The Super Bowl of Movies deserves a Super Bowl-caliber half-time
show. Picture this: Michael Jackson singing a "Wizard of Oz"/"The Wiz"
medley with 200 little orphan boys of many lands dressed in Munchkin
costumes while Liz Taylor floats down from the rafters inside a bubble as
Good Witch Glinda. Now, that's entertainment!

Bigger and better commercials. During the weeks leading up to Super
Sunday, TV was crawling with teasers promising lavish new Super Bowl
commercials for Budweiser, Tostitos and other products. How many people
watched the game just to see which star of "Friends" drank the Diet Coke?
The Motion Picture Academy has never fully exploited such advertising
tie-ins. Why not start this year with "Bud Bowl XI: The Budweiser Frogs vs. Babe the Talking Pig"? And, come to think of it, doesn't the
"Goobers/Raisinets Academy Awards" have a nice ring to it?

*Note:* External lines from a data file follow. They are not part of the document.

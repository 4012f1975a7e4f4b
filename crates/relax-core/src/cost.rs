//! Piecewise-linear cost functions for injectors.

use serde::{Deserialize, Serialize};

/// Slopes may decrease by at most this much before a function counts as non-convex.
const CONVEXITY_TOLERANCE: f64 = 1e-9;

/// Piecewise-linear cost function given by `(power, cost)` breakpoints.
///
/// Power is in MW (or Mvar for reactive-power costs), cost in $/h. The
/// function is extended linearly beyond the outermost breakpoints, so for a
/// convex function the value is the maximum over all segment lines. That is
/// exactly what the epigraph formulation in the QCQP enforces.
#[derive(Debug, Clone, PartialEq, Serialize, Deserialize)]
pub struct PwlFunction {
    points: Vec<(f64, f64)>,
}

/// One linear piece `cost = slope * power + intercept`.
#[derive(Debug, Clone, Copy, PartialEq)]
pub struct Segment {
    pub slope: f64,
    pub intercept: f64,
}

impl PwlFunction {
    pub fn new(points: Vec<(f64, f64)>) -> Self {
        Self { points }
    }

    /// Linear cost with constant marginal cost ($/MWh) over `[p_min, p_max]`.
    pub fn linear(marginal_cost: f64, p_min: f64, p_max: f64) -> Self {
        Self::new(vec![
            (p_min, marginal_cost * p_min),
            (p_max, marginal_cost * p_max),
        ])
    }

    /// Constant cost, independent of the dispatch.
    pub fn constant(cost: f64) -> Self {
        Self::new(vec![(0.0, cost)])
    }

    pub fn points(&self) -> &[(f64, f64)] {
        &self.points
    }

    pub fn is_empty(&self) -> bool {
        self.points.is_empty()
    }

    /// Breakpoints are finite and strictly increasing in power.
    pub fn is_well_formed(&self) -> bool {
        !self.points.is_empty()
            && self
                .points
                .iter()
                .all(|(p, c)| p.is_finite() && c.is_finite())
            && self.points.windows(2).all(|w| w[0].0 < w[1].0)
    }

    /// Slopes are non-decreasing (within tolerance).
    pub fn is_convex(&self) -> bool {
        if !self.is_well_formed() {
            return false;
        }
        let slopes: Vec<f64> = self.segments().map(|s| s.slope).collect();
        slopes
            .windows(2)
            .all(|w| w[1] >= w[0] - CONVEXITY_TOLERANCE * w[0].abs().max(1.0))
    }

    /// Linear pieces between consecutive breakpoints. A single breakpoint
    /// yields one flat piece at its cost.
    pub fn segments(&self) -> impl Iterator<Item = Segment> + '_ {
        let single = if self.points.len() == 1 {
            Some(Segment {
                slope: 0.0,
                intercept: self.points[0].1,
            })
        } else {
            None
        };
        let pieces = self.points.windows(2).map(|w| {
            let (p0, c0) = w[0];
            let (p1, c1) = w[1];
            let slope = (c1 - c0) / (p1 - p0);
            Segment {
                slope,
                intercept: c0 - slope * p0,
            }
        });
        single.into_iter().chain(pieces)
    }

    /// Cost ($/h) at the given power, as the maximum over segment lines.
    pub fn evaluate(&self, power: f64) -> f64 {
        if self.points.is_empty() {
            return 0.0;
        }
        self.segments()
            .map(|s| s.slope * power + s.intercept)
            .fold(f64::NEG_INFINITY, f64::max)
    }

    /// Marginal cost ($/MWh) at the given power: slope of the active segment.
    pub fn marginal_cost(&self, power: f64) -> f64 {
        let mut best: Option<Segment> = None;
        for seg in self.segments() {
            let value = seg.slope * power + seg.intercept;
            match best {
                Some(b) if b.slope * power + b.intercept >= value => {}
                _ => best = Some(seg),
            }
        }
        best.map(|s| s.slope).unwrap_or(0.0)
    }
}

ABC borrows the computer-enhanced puck idea from Fox's recent NHL
All-Star Game. This year, audience shots are enlivened by glowing blue
disks that dart around the screen covering seats left empty by stars
getting up to go to the bathroom.

Winners are allotted 30 seconds for speeches. If they do not comply,
the Oscar will be revoked and handed to the nominee who deserved to win in
the first place.

Scrap scheduled host Whoopi Goldberg (she's no Letterman). Replace
her with Lucien Callow and Fagin, the obsequious, powdered-wigged fops from
"Saturday Night Live." This way, Oscarphiles will feel that the stars are
given a proper foot-kissing.

Require Mel Gibson to attend in a kilt.

Half-time inspiration! Mel Gibson. Babe. Australian Pig Tossing!
(Check with pig's agent -- will he work for scale?)

Retire the opening Chuck Workman movie-history montage (Keystone
Kops, Bette Davis in "Jezebel," Gene Kelly and the dancing mouse, "Ben
Hur," "E.T.," Mel Gibson in kilt). Substitute blooper reel hosted by Bob
Saget (Keystone Kops walk through take in orderly fashion, Heston's horse
runs wrong way, Mel Gibson loses safety pin from kilt).

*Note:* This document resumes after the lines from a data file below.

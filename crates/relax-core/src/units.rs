//! Unit newtypes for the quantities that appear in scenario tables.
//!
//! Scenario data mixes engineering units (MW, Mvar, MVA, kV, degrees) with
//! per-unit quantities used inside the relaxations. The wrappers below keep
//! the two apart at the type level; conversion to per-unit always goes
//! through an explicit `to_per_unit(base)` call.
//!
//! ```
//! use relax_core::units::{Degrees, MegavoltAmperes, Megawatts};
//!
//! let rating = MegavoltAmperes(250.0);
//! assert_eq!(rating.to_per_unit(100.0), 2.5);
//!
//! let p = Megawatts(40.0) + Megawatts(10.0);
//! assert_eq!(p.value(), 50.0);
//!
//! let limit = Degrees(45.0).to_radians();
//! assert!((limit.tan() - 1.0).abs() < 1e-12);
//! ```

use serde::{Deserialize, Serialize};
use std::ops::{Add, Mul, Neg, Sub};

macro_rules! impl_unit_ops {
    ($type:ty, $unit_name:literal) => {
        impl Add for $type {
            type Output = Self;
            fn add(self, rhs: Self) -> Self::Output {
                Self(self.0 + rhs.0)
            }
        }

        impl Sub for $type {
            type Output = Self;
            fn sub(self, rhs: Self) -> Self::Output {
                Self(self.0 - rhs.0)
            }
        }

        impl Neg for $type {
            type Output = Self;
            fn neg(self) -> Self::Output {
                Self(-self.0)
            }
        }

        impl Mul<f64> for $type {
            type Output = Self;
            fn mul(self, rhs: f64) -> Self::Output {
                Self(self.0 * rhs)
            }
        }

        impl std::fmt::Display for $type {
            fn fmt(&self, f: &mut std::fmt::Formatter<'_>) -> std::fmt::Result {
                write!(f, "{:.4} {}", self.0, $unit_name)
            }
        }

        impl $type {
            /// Create a new value
            #[inline]
            pub const fn new(value: f64) -> Self {
                Self(value)
            }

            /// Get the raw numeric value
            #[inline]
            pub const fn value(self) -> f64 {
                self.0
            }

            /// Check if value is finite
            #[inline]
            pub fn is_finite(self) -> bool {
                self.0.is_finite()
            }
        }

        impl std::iter::Sum for $type {
            fn sum<I: Iterator<Item = Self>>(iter: I) -> Self {
                Self(iter.map(|x| x.0).sum())
            }
        }
    };
}

// =============================================================================
// Power Units
// =============================================================================

/// Active power in megawatts (MW)
#[derive(Debug, Clone, Copy, PartialEq, PartialOrd, Default, Serialize, Deserialize)]
#[repr(transparent)]
pub struct Megawatts(pub f64);

impl_unit_ops!(Megawatts, "MW");

/// Reactive power in megavolt-amperes reactive (Mvar)
#[derive(Debug, Clone, Copy, PartialEq, PartialOrd, Default, Serialize, Deserialize)]
#[repr(transparent)]
pub struct Megavars(pub f64);

impl_unit_ops!(Megavars, "Mvar");

/// Apparent power in megavolt-amperes (MVA), used for thermal ratings.
#[derive(Debug, Clone, Copy, PartialEq, PartialOrd, Default, Serialize, Deserialize)]
#[repr(transparent)]
pub struct MegavoltAmperes(pub f64);

impl_unit_ops!(MegavoltAmperes, "MVA");

impl Megawatts {
    /// Build from a per-unit value on the given system base.
    #[inline]
    pub fn from_per_unit(value: f64, base_mva: f64) -> Self {
        Self(value * base_mva)
    }
}

impl Megavars {
    /// Build from a per-unit value on the given system base.
    #[inline]
    pub fn from_per_unit(value: f64, base_mva: f64) -> Self {
        Self(value * base_mva)
    }
}

impl MegavoltAmperes {
    /// Per-unit value on the given system base.
    #[inline]
    pub fn to_per_unit(self, base_mva: f64) -> f64 {
        self.0 / base_mva
    }
}

// =============================================================================
// Voltage Units
// =============================================================================

/// Voltage magnitude in per-unit (pu)
#[derive(Debug, Clone, Copy, PartialEq, PartialOrd, Default, Serialize, Deserialize)]
#[repr(transparent)]
pub struct PerUnit(pub f64);

impl_unit_ops!(PerUnit, "pu");

impl PerUnit {
    /// Square of the magnitude; the relaxations bound `|v|²`, not `|v|`.
    #[inline]
    pub fn squared(self) -> f64 {
        self.0 * self.0
    }
}

/// Base voltage in kilovolts (kV)
#[derive(Debug, Clone, Copy, PartialEq, PartialOrd, Default, Serialize, Deserialize)]
#[repr(transparent)]
pub struct Kilovolts(pub f64);

impl_unit_ops!(Kilovolts, "kV");

// =============================================================================
// Angle Units
// =============================================================================

/// Angle in radians
#[derive(Debug, Clone, Copy, PartialEq, PartialOrd, Default, Serialize, Deserialize)]
#[repr(transparent)]
pub struct Radians(pub f64);

impl_unit_ops!(Radians, "rad");

/// Angle in degrees
#[derive(Debug, Clone, Copy, PartialEq, PartialOrd, Default, Serialize, Deserialize)]
#[repr(transparent)]
pub struct Degrees(pub f64);

impl_unit_ops!(Degrees, "°");

impl Radians {
    /// Convert to degrees
    #[inline]
    pub fn to_degrees(self) -> Degrees {
        Degrees(self.0.to_degrees())
    }

    /// Tangent of the angle
    #[inline]
    pub fn tan(self) -> f64 {
        self.0.tan()
    }
}

impl Degrees {
    /// Convert to radians
    #[inline]
    pub fn to_radians(self) -> Radians {
        Radians(self.0.to_radians())
    }
}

To play up the movies-as-family-entertainment angle, replace the
usual performances of nominated songs with Celebrity Animal Karaoke --
Babe, Eddie the Dog from "Frasier," Marcel the Monkey from
"Friends," Willy. Note to producers: See if Mr. Ed will come out
of retirement if offered the Springsteen song from "Dead Man Walking."

New Oscar drinking game: Every time "Braveheart" wins an award,
take one sip, put one dime in Oscar pool. Every time "Sense and
Sensibility" wins an award, take two sips, remove one quarter from the
Oscar pool. Every time someone mentions talking pigs, capital punishment
or Republican presidential contenders, chug contents of glass. Eventually,
pass out on floor, have dream about Pat Buchanan roasting on spit.

By Joyce Millman

Joyce Millman is a writer living in the Bay Area.